Ana thought about it for long seconds, then said, “I believe in the Serene, sir,” and turned and walked away down the alley.

 

 

S
HE TURNED ON
to the main street and walked towards the station. She would take a short-cut over the footbridge across the multiple tracks, where as a child she had perched on the girders like a station monkey.

The station was not so crowded as it had been in her childhood; more people owned electric cars now, and scooters, and consequently the platforms were almost deserted. She crossed the footbridge, noting that the nimble grey monkeys still cavorted through the girders on the lookout for unwary children with bananas.

She left the station and strolled down the busy streets, passing Bhatnagar’s restaurant. She had half a mind to stop and eat a masala dosa, but the desire to find Bilal’s address drove her on. Maybe later, and maybe accompanied by Bilal, she could stop and eat... or was she being too hopeful? Who was to say that her brother would still be at the same address? And even if he were, would he anything other than angry and resentful at her sudden reappearance after all these years?

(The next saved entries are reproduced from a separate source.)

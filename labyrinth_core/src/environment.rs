use std::fmt;

use rand::{SeedableRng, rngs::StdRng};
use serde::{Deserialize, Serialize};
use tracing::{debug, info};

use crate::{
    ItemKind, Position,
    agent::{Explorer, Guardian},
    config::{ConfigError, SimulationConfig},
    encounter::{self, EncounterOutcome, EncounterResolver},
    map::Grid,
    maze::{self, CellType, ENTRANCE, GenerationEvent},
    pathfinding::nearest_open_cell,
};

/// How a run ended.
#[derive(Debug, Clone, Copy, PartialEq, Eq, Serialize, Deserialize)]
#[serde(rename_all = "SCREAMING_SNAKE_CASE")]
pub enum RunStatus {
    Escaped,
    Starved,
    Killed,
    /// Stopped before any terminal condition.
    Incomplete,
}

impl fmt::Display for RunStatus {
    fn fmt(&self, f: &mut fmt::Formatter<'_>) -> fmt::Result {
        let label = match self {
            RunStatus::Escaped => "ESCAPED",
            RunStatus::Starved => "STARVED",
            RunStatus::Killed => "KILLED",
            RunStatus::Incomplete => "INCOMPLETE",
        };
        f.write_str(label)
    }
}

/// Represents the outcome of processing one round.
#[derive(Debug, Clone, Copy, PartialEq, Eq)]
pub enum TurnResult {
    Continue,
    Finished(RunStatus),
}

/// Equipment carried at the end of a run.
#[derive(Debug, Clone, PartialEq, Eq, Serialize, Deserialize)]
pub struct Equipment {
    pub weapon: Option<ItemKind>,
    pub armor: Option<ItemKind>,
}

/// Plain data describing a finished (or abandoned) run.
#[derive(Debug, Clone, PartialEq, Eq, Serialize, Deserialize)]
pub struct RunReport {
    pub status: RunStatus,
    pub final_round: u32,
    pub remaining_energy: i64,
    /// `None` when item tracking is disabled.
    pub equipment: Option<Equipment>,
    pub trajectory: Vec<Position>,
    pub detected_at: Option<u32>,
    pub encountered_at: Option<u32>,
    pub chase_path: Vec<Position>,
}

/// Owns the maze, both agents and the random source of a single run.
pub struct Environment {
    config: SimulationConfig,
    grid: Grid<CellType>,
    explorer: Explorer,
    guardian: Guardian,
    resolver: EncounterResolver,
    rng: StdRng,
    round: u32,
    status: Option<RunStatus>,
}

impl Environment {
    /// Builds a run from `config`, seeding from `config.seed` or the OS.
    pub fn new(config: SimulationConfig) -> Result<Self, ConfigError> {
        Self::with_generation_hook(config, |_| {})
    }

    /// Like [`Environment::new`], passing every carving step to `on_event`.
    pub fn with_generation_hook<F>(config: SimulationConfig, on_event: F) -> Result<Self, ConfigError>
    where
        F: FnMut(GenerationEvent),
    {
        let rng = match config.seed {
            Some(seed) => StdRng::seed_from_u64(seed),
            None => StdRng::from_os_rng(),
        };
        Self::build(config, rng, on_event)
    }

    /// Generates the maze and scatters items with the given random source.
    pub fn with_rng(config: SimulationConfig, rng: StdRng) -> Result<Self, ConfigError> {
        Self::build(config, rng, |_| {})
    }

    fn build<F>(config: SimulationConfig, mut rng: StdRng, on_event: F) -> Result<Self, ConfigError>
    where
        F: FnMut(GenerationEvent),
    {
        config.validate()?;
        let mut grid = maze::generate_with(config.width, config.height, &mut rng, on_event)?;
        if config.items_enabled {
            let placed = maze::scatter_items(&mut grid, config.item_count, &config.items, &mut rng);
            debug!(placed, "items scattered");
        }
        Self::from_grid(config, grid, rng)
    }

    /// Starts a run on an existing grid.
    ///
    /// The explorer enters at (1, 1) and looks for the exit one cell in from
    /// the far corner; the guardian spawns on the open cell nearest the centre.
    pub fn from_grid(
        config: SimulationConfig,
        grid: Grid<CellType>,
        rng: StdRng,
    ) -> Result<Self, ConfigError> {
        config.validate()?;
        let exit = maze::exit_position(grid.width(), grid.height());

        let mut explorer = Explorer::new(ENTRANCE, exit, config.max_energy);
        if config.items_enabled {
            explorer = explorer.with_items(config.items.clone());
        }

        let spawn = nearest_open_cell(&grid, grid.center()).unwrap_or(exit);
        let guardian = Guardian::new(spawn, config.patrol_leg_cap, config.patrol_memory);

        info!(
            width = grid.width(),
            height = grid.height(),
            %exit,
            guardian = %spawn,
            "run set up"
        );

        Ok(Environment {
            resolver: EncounterResolver::from_config(&config),
            config,
            grid,
            explorer,
            guardian,
            rng,
            round: 0,
            status: None,
        })
    }

    pub fn config(&self) -> &SimulationConfig {
        &self.config
    }

    pub fn grid(&self) -> &Grid<CellType> {
        &self.grid
    }

    pub fn explorer(&self) -> &Explorer {
        &self.explorer
    }

    pub fn guardian(&self) -> &Guardian {
        &self.guardian
    }

    /// Number of rounds processed so far.
    pub fn round(&self) -> u32 {
        self.round
    }

    /// Terminal status, once the run has ended.
    pub fn status(&self) -> Option<RunStatus> {
        self.status
    }

    /// Processes one round: guardian, encounter, explorer, terminal checks.
    pub fn process_turn(&mut self) -> TurnResult {
        if let Some(status) = self.status {
            return TurnResult::Finished(status);
        }

        self.round += 1;
        let round = self.round;

        let guardian_position = self.guardian.step(
            self.explorer.position(),
            &self.grid,
            self.config.perception_radius,
            round,
            &mut self.rng,
        );

        // Only the first encounter counts; a hidden guardian is out of the game.
        if !self.guardian.is_hidden()
            && encounter::in_combat(&self.grid, guardian_position, self.explorer.position())
        {
            self.guardian.record_encounter(round);
            let bonus = self.explorer.combat_bonus();
            let outcome = self.resolver.resolve(bonus, &mut self.rng);
            self.guardian.hide();
            info!(
                round,
                ?outcome,
                chance = self.resolver.survival_chance(bonus),
                "encounter resolved"
            );
            if outcome == EncounterOutcome::Killed {
                self.explorer.kill();
                return self.finish(RunStatus::Killed);
            }
        }

        let step = self.explorer.step(&mut self.grid, &mut self.rng);
        if step.starved {
            return self.finish(RunStatus::Starved);
        }
        if step.reached_exit {
            return self.finish(RunStatus::Escaped);
        }
        if self.config.max_rounds.is_some_and(|limit| round >= limit) {
            return self.finish(RunStatus::Incomplete);
        }

        TurnResult::Continue
    }

    /// Runs rounds until the run ends.
    pub fn run(&mut self) -> RunStatus {
        loop {
            if let TurnResult::Finished(status) = self.process_turn() {
                return status;
            }
        }
    }

    /// Ends the run as incomplete unless it has already ended.
    pub fn abandon(&mut self) -> RunStatus {
        match self.status {
            Some(status) => status,
            None => {
                self.finish(RunStatus::Incomplete);
                RunStatus::Incomplete
            }
        }
    }

    fn finish(&mut self, status: RunStatus) -> TurnResult {
        info!(%status, round = self.round, energy = self.explorer.energy(), "run finished");
        self.status = Some(status);
        TurnResult::Finished(status)
    }

    /// Collects the end-of-run data; an unfinished run reports as incomplete.
    pub fn report(&self) -> RunReport {
        let explorer = &self.explorer;
        RunReport {
            status: self.status.unwrap_or(RunStatus::Incomplete),
            final_round: self.round,
            remaining_energy: explorer.energy(),
            equipment: explorer.items_enabled().then(|| Equipment {
                weapon: explorer.weapon(),
                armor: explorer.armor(),
            }),
            trajectory: explorer.trajectory().to_vec(),
            detected_at: self.guardian.detected_at(),
            encountered_at: self.guardian.encountered_at(),
            chase_path: self.guardian.chase_path().to_vec(),
        }
    }
}

#[cfg(test)]
mod tests {
    use super::*;

    fn corridor(width: usize) -> Grid<CellType> {
        Grid::from_generator(width, 3, |x, y| {
            if y != 1 || x == 0 || x == width - 1 {
                CellType::Wall
            } else if x == 1 {
                CellType::Entrance
            } else if x == width - 2 {
                CellType::Exit
            } else {
                CellType::Path
            }
        })
    }

    fn config(survival: f64) -> SimulationConfig {
        SimulationConfig {
            items_enabled: false,
            base_survival_chance: survival,
            max_survival_chance: survival,
            ..SimulationConfig::default()
        }
    }

    fn p(x: usize, y: usize) -> Position {
        Position::new(x, y)
    }

    #[test]
    fn surviving_an_encounter_hides_the_guardian_for_good() {
        let rng = StdRng::seed_from_u64(1);
        let mut env = Environment::from_grid(config(1.0), corridor(7), rng).unwrap();
        assert_eq!(env.guardian().position(), p(3, 1));

        assert_eq!(env.process_turn(), TurnResult::Continue);
        assert!(env.guardian().is_hidden());
        assert_eq!(env.guardian().encountered_at(), Some(1));
        assert_eq!(env.guardian().detected_at(), Some(1));
        let hidden_at = env.guardian().position();

        // The explorer walks right past the hidden guardian.
        assert_eq!(env.run(), RunStatus::Escaped);
        assert_eq!(env.round(), 4);
        assert_eq!(env.guardian().position(), hidden_at);
        assert_eq!(env.guardian().encountered_at(), Some(1));

        let report = env.report();
        assert_eq!(report.status, RunStatus::Escaped);
        assert_eq!(report.trajectory, vec![p(1, 1), p(2, 1), p(3, 1), p(4, 1), p(5, 1)]);
        assert_eq!(report.equipment, None);
        assert_eq!(report.remaining_energy, 496);
    }

    #[test]
    fn losing_an_encounter_ends_the_run() {
        let rng = StdRng::seed_from_u64(2);
        let mut env = Environment::from_grid(config(0.0), corridor(7), rng).unwrap();
        assert_eq!(env.process_turn(), TurnResult::Finished(RunStatus::Killed));
        assert!(env.explorer().is_dead());
        assert_eq!(env.explorer().trajectory(), &[p(1, 1)]);
        // Further turns change nothing.
        assert_eq!(env.process_turn(), TurnResult::Finished(RunStatus::Killed));
        assert_eq!(env.round(), 1);
    }

    #[test]
    fn explorer_starves_in_a_long_corridor() {
        let rng = StdRng::seed_from_u64(3);
        let settings = SimulationConfig {
            max_energy: 3,
            ..config(1.0)
        };
        let mut env = Environment::from_grid(settings, corridor(15), rng).unwrap();
        assert_eq!(env.run(), RunStatus::Starved);
        assert_eq!(env.round(), 4);
        assert_eq!(env.report().remaining_energy, 0);
        assert_eq!(env.explorer().trajectory().len(), 4);
    }

    #[test]
    fn round_limit_reports_incomplete() {
        let settings = SimulationConfig {
            seed: Some(4),
            max_rounds: Some(3),
            ..config(1.0)
        };
        let mut env = Environment::new(settings).unwrap();
        assert_eq!(env.run(), RunStatus::Incomplete);
        assert_eq!(env.round(), 3);
    }

    #[test]
    fn abandoning_keeps_a_terminal_status() {
        let rng = StdRng::seed_from_u64(5);
        let mut env = Environment::from_grid(config(0.0), corridor(7), rng).unwrap();
        assert_eq!(env.report().status, RunStatus::Incomplete);
        env.run();
        assert_eq!(env.abandon(), RunStatus::Killed);
    }

    #[test]
    fn generation_hook_keeps_the_seeded_maze() {
        let settings = SimulationConfig {
            seed: Some(6),
            ..SimulationConfig::default()
        };
        let mut carves = 0;
        let hooked = Environment::with_generation_hook(settings.clone(), |event| {
            if let GenerationEvent::Carved { .. } = event {
                carves += 1;
            }
        })
        .unwrap();
        let plain = Environment::new(settings).unwrap();
        assert_eq!(hooked.grid(), plain.grid());
        assert_eq!(carves, 15 * 15 - 1);
    }

    #[test]
    fn status_labels() {
        assert_eq!(RunStatus::Escaped.to_string(), "ESCAPED");
        assert_eq!(RunStatus::Incomplete.to_string(), "INCOMPLETE");
    }
}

She came to a residential area that in her childhood had been a slum but which was now an affluent district of poly-carbon apartments on wide, leafy streets.

Heart hammering, she consulted her softscreen implant and read the address she had entered there. 1025 Nanda Chowk... She summoned a map of the area, which showed her present position in relation to her destination. She was fifty metres from the turning, and her chest felt fit to burst as she hurried to the corner and turned down Nanda Chowk.

1025 was a small, neat weatherboard building with a lawn and a flower-embroidered border – not the type of house where she had imagined her brother might live.

She pushed open the gate and walked up the path. She stood before the white-painted door for a minute, working to control her breathing and marshal her thoughts. She recalled the time she had confronted Bilal in his office ten years ago, when despite all her determination not to accuse him she had done just that, and regretted it.

This time, no accusations.

She touched the sensor beside the door, stood back and waited.

She heard a sound from within, footsteps approaching the door. She was sweating. She fixed a smile in place and stared at the door where she expected Bilal’s face to appear.

The door opened and a portly Sikh in his fifties smiled down at her. “How can I help you?” he asked, suspiciously.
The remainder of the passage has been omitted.